The provincial government is looking for a cheaper way to provide ferry services to seven communities on Newfoundland's south coast.

Elena Whyte of South East Bight asks where $1.8 million for her town's ferry is being spent

The Norcon Oceanus runs between Petite Forte and South East Bight in Placentia Bay, at a cost of $1.9 million a year. (Paula Gale/CBC)

The Department of Transportation and Works is looking for a cheaper way to provide ferry services to communities on Newfoundland's south coast, but at least one ferry user questions why the service is so expensive to begin with.

We all know that what's written on paper is not always what goes on the deck of a boat.- Elena Whyte

The department issued a request for proposals Thursday, in hopes of finding private shipping companies that could potentially offer ferry services to seven communities, with a total population of 700.

It's looking for a more cost-effective way to service La Poile, Francois, Grey River, Gaultois, McCallum, Rencontre East and South East Bight.

Expensive ferries

The current ferry contracts are with Puddister Trading Company and Norcon Marine Services. With fuel costs added in, the total cost of the ferries was $9.5 million in 2016-17.

Elena Whyte, the school principal in South East Bight, says she's astonished to learn that the local ferry requires $1.9 million annually. She said with fuel costing only $100,000, it's hard to understand where the other $1.8 million is going. (Paula Gale/CBC)

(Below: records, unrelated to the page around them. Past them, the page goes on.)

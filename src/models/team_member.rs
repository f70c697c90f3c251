//! Team members (`v2/TeamMembers`)

use serde::{Deserialize, Serialize};

#[derive(Debug, Clone, Default, PartialEq, Serialize, Deserialize)]
#[serde(rename_all = "camelCase")]
pub struct TeamMember {
    #[serde(default, skip_serializing_if = "String::is_empty")]
    pub cust_guid: String,

    pub props: TeamMemberProps,

    #[serde(default)]
    pub user_enabled: u8,

    #[serde(default, skip_serializing_if = "String::is_empty")]
    pub user_guid: String,

    pub user_name: String,
}

impl TeamMember {
    /// A new, enabled member
    pub fn new(user_name: impl Into<String>, props: TeamMemberProps) -> Self {
        Self {
            user_name: user_name.into(),
            props,
            user_enabled: 1,
            ..Default::default()
        }
    }

    pub fn id(&self) -> &str {
        &self.user_guid
    }

    pub fn is_enabled(&self) -> bool {
        self.user_enabled == 1
    }
}

#[derive(Debug, Clone, Default, PartialEq, Serialize, Deserialize)]
#[serde(rename_all = "camelCase")]
pub struct TeamMemberProps {
    #[serde(default)]
    pub first_name: String,
    #[serde(default)]
    pub last_name: String,
    #[serde(default)]
    pub company: String,
    #[serde(default, skip_serializing_if = "is_false")]
    pub account_admin: bool,
    #[serde(default, skip_serializing_if = "is_false")]
    pub org_admin: bool,
    #[serde(default, skip_serializing_if = "is_false")]
    pub org_user: bool,
    #[serde(default, skip_serializing_if = "is_false")]
    pub jit_created: bool,
    #[serde(default, skip_serializing_if = "Option::is_none")]
    pub created_time: Option<String>,
    #[serde(default, skip_serializing_if = "Option::is_none")]
    pub last_login_time: Option<String>,
    #[serde(default, skip_serializing_if = "Option::is_none")]
    pub last_session_created_time: Option<String>,
    #[serde(default, skip_serializing_if = "Option::is_none")]
    pub updated_by: Option<String>,
    #[serde(rename = "UpdatedTime", default, skip_serializing_if = "Option::is_none")]
    pub updated_time: Option<String>,
}

fn is_false(value: &bool) -> bool {
    !*value
}
impl ClientBuilder {
    fn new(account: impl Into<String>) -> Self {
        Self {
            account: account.into(),
            subaccount: None,
            org_access: false,
            base_url: None,
            api_version: ApiVersion::default(),
            key_id: None,
            secret: None,
            token: None,
            token_expires_at: None,
            expiration: None,
            headers: Vec::new(),
            timeout: DEFAULT_TIMEOUT,
            log_level: None,
            callbacks: LifecycleCallbacks::default(),
            shared_auth: None,
        }
    }

    /// Key id and secret used to generate access tokens
    pub fn api_keys(mut self, key_id: impl Into<String>, secret: impl Into<String>) -> Self {
        self.key_id = Some(key_id.into());
        self.secret = Some(secret.into());
        self
    }

    /// Use an existing access token; it is trusted until the server rejects it
    pub fn token(mut self, token: impl Into<String>) -> Self {
        self.token = Some(token.into());
        self.token_expires_at = None;
        self
    }

    /// Use an existing access token that expires at the given instant
    pub fn token_with_expiration(
        mut self,
        token: impl Into<String>,
        expires_at: DateTime<Utc>,
    ) -> Self {
        self.token = Some(token.into());
        self.token_expires_at = Some(expires_at);
        self
    }

    /// Lifetime in seconds requested for newly generated tokens
    pub fn expiration_time(mut self, seconds: u64) -> Self {
        self.expiration = Some(seconds);
        self
    }

    /// Operate on a subaccount of an organization
    pub fn subaccount(mut self, subaccount: impl Into<String>) -> Self {
        let subaccount = subaccount.into();
        if !subaccount.is_empty() {
            self.subaccount = Some(subaccount);
        }
        self
    }

    /// Access organization level data sets
    pub fn org_access(mut self) -> Self {
        self.org_access = true;
        self
    }

    /// Override the base URL (meant for tests against a local server)
    pub fn url(mut self, base_url: impl Into<String>) -> Self {
        self.base_url = Some(base_url.into());
        self
    }

    pub fn api_version(mut self, version: ApiVersion) -> Self {
        self.api_version = version;
        self
    }

    /// HTTP header sent with every request; empty names or values are ignored
    pub fn header(mut self, name: impl Into<String>, value: impl Into<String>) -> Self {
        let (name, value) = (name.into(), value.into());
        if !name.is_empty() && !value.is_empty() {
            self.headers.push((name, value));
        }
        self
    }

    pub fn timeout(mut self, timeout: Duration) -> Self {
        self.timeout = timeout;
        self
    }

    /// Log level, `info` or `debug`
    pub fn log_level(mut self, level: impl Into<String>) -> Self {
        self.log_level = Some(level.into());
        self
    }

    pub fn lifecycle_callbacks(mut self, callbacks: LifecycleCallbacks) -> Self {
        self.callbacks = callbacks;
        self
    }

    fn overrides_auth(&self) -> bool {
        self.key_id.is_some()
            || self.secret.is_some()
            || self.token.is_some()
            || self.expiration.is_some()
    }

    /// Validate the options and create the client
    pub fn build(self) -> Result<LaceworkClient> {
        let account = normalize_account(&self.account)?;

        let base_url = match &self.base_url {
            Some(url) => url.clone(),
            None => format!("https://{}.{}", account, LACEWORK_DOMAIN),
        };
        let base_url = Url::parse(&base_url)
            .map_err(|e| ConfigError::InvalidUrl(format!("{}: {}", base_url, e)))?;

        let mut log_level = match &self.log_level {
            Some(level) => level.parse::<LogLevel>()?,
            None => LogLevel::default(),
        };
        if let Ok(raw) = std::env::var(LOG_LEVEL_ENV) {
            match raw.parse::<LogLevel>() {
                Ok(env_level) if !raw.trim().is_empty() && env_level != log_level => {
                    debug!(
                        "setting up client, override log level before={} after={}",
                        log_level, env_level
                    );
                    log_level = env_level;
                }
                _ => {}
            }
        }

        let overrides_auth = self.overrides_auth();

        // Custom headers are kept apart from the managed ones so copies can rebuild them.
        let custom_headers: Vec<(String, String)> = self
            .headers
            .into_iter()
            .filter(|(name, _)| !is_managed_header(name))
            .collect();

        let mut extra_headers = Vec::new();
        if let Some(subaccount) = &self.subaccount {
            extra_headers.push(("Account-Name".to_string(), subaccount.clone()));
        }
        if self.org_access {
            extra_headers.push(("Org-Access".to_string(), "true".to_string()));
        }
        extra_headers.extend(custom_headers.iter().cloned());

        let mut headers = HeaderMap::new();
        for (name, value) in &extra_headers {
            let header_name = HeaderName::from_bytes(name.as_bytes())
                .map_err(|_| ConfigError::InvalidHeader(name.clone()))?;
            let header_value = HeaderValue::from_str(value)
                .map_err(|_| ConfigError::InvalidHeader(name.clone()))?;
            headers.insert(header_name, header_value);
        }

        let http = HttpClient::builder()
            .timeout(self.timeout)
            .user_agent(format!("Rust Client/{}", env!("CARGO_PKG_VERSION")))
            .build()
            .map_err(ApiError::from)?;

        let (auth_state, refresh_lock) = match self.shared_auth {
            Some((state, lock)) if !overrides_auth => (state, lock),
            shared => {
                // Copies start from the source client's credentials.
                let mut seed = match shared {
                    Some((state, _)) => AuthState::snapshot(&state),
                    None => AuthState {
                        expiration: DEFAULT_TOKEN_EXPIRY_TIME,
                        ..AuthState::default()
                    },
                };
                if let Some(key_id) = self.key_id {
                    seed.key_id = Some(key_id);
                }
                if let Some(secret) = self.secret {
                    seed.secret = Some(secret);
                }
                if let Some(token) = self.token {
                    seed.token = Some(token);
                    seed.expires_at = self.token_expires_at;
                }
                if let Some(expiration) = self.expiration {
                    seed.expiration = expiration;
                }
                (Arc::new(RwLock::new(seed)), Arc::new(Mutex::new(())))
            }
        };

        let client = LaceworkClient {
            id: new_id(),
            account,
            subaccount: self.subaccount,
            org_access: self.org_access,
            base_url,
            api_version: self.api_version,
            extra_headers: custom_headers,
            headers,
            timeout: self.timeout,
            log_level,
            http,
            auth_state,
            refresh_lock,
            callbacks: self.callbacks,
        };

        info!(
            "api client created id={} account={} url={} version={} log_level={} timeout={:?}",
            client.id,
            client.account,
            client.base_url,
            client.api_version,
            client.log_level,
            client.timeout,
        );

        Ok(client)
    }
}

The department's breakdown of the numbers is not sitting well with Elena Whyte, school principal in South East Bight, Placentia Bay.

She has an accounting background, and wants to know what the $1.9 million for the MV Norcon Oceanus ferry is being used for.

As the vessel uses only $100,000 annually for fuel, she can't figure out where the rest of the money is going.

"In my opinion there's a lot of that money going into profit for private enterprise, and if that's the way it's going to be, then maybe government should look at building their own boats," she told the St. John's Morning Show.

"Maybe they should look at opening some of our shipyards that are closed and employing some of our tradespeople who are out of work right now, and building our own ferries that meet the needs of these small communities."

A view of South East Bight, population 78, from the deck of the Norcon Oceanus. (Paula Gale/CBC)

Whyte said crew on the Norcon Oceanus have been quite vocal with complaints about wages and working conditions and in some cases have even threatened to quit.

She says she thinks the numbers that the department provided were inflated and wants answers on where the cash is going.

"We all know that what's written on paper is not always what goes on the deck of a boat or the highways that we need repaired," she said.

Role of the community

With a Jan. 19 deadline for proposals, Whyte said there isn't much time to have proper consultations.

The Northern Seal, which runs from Bay L'Argent to Rencontre East and Pool's Cove, was the most expensive southern Newfoundland ferry last year, with a cost of $2.4 million. (Department of Transportation and Works)

She said if the provincial government is serious about saving money, it should sit down with members of the ferry users committee and any company that is awarded a contact to go over every cent and determine if it was spent properly.

"It has to be a three-way interaction," she said.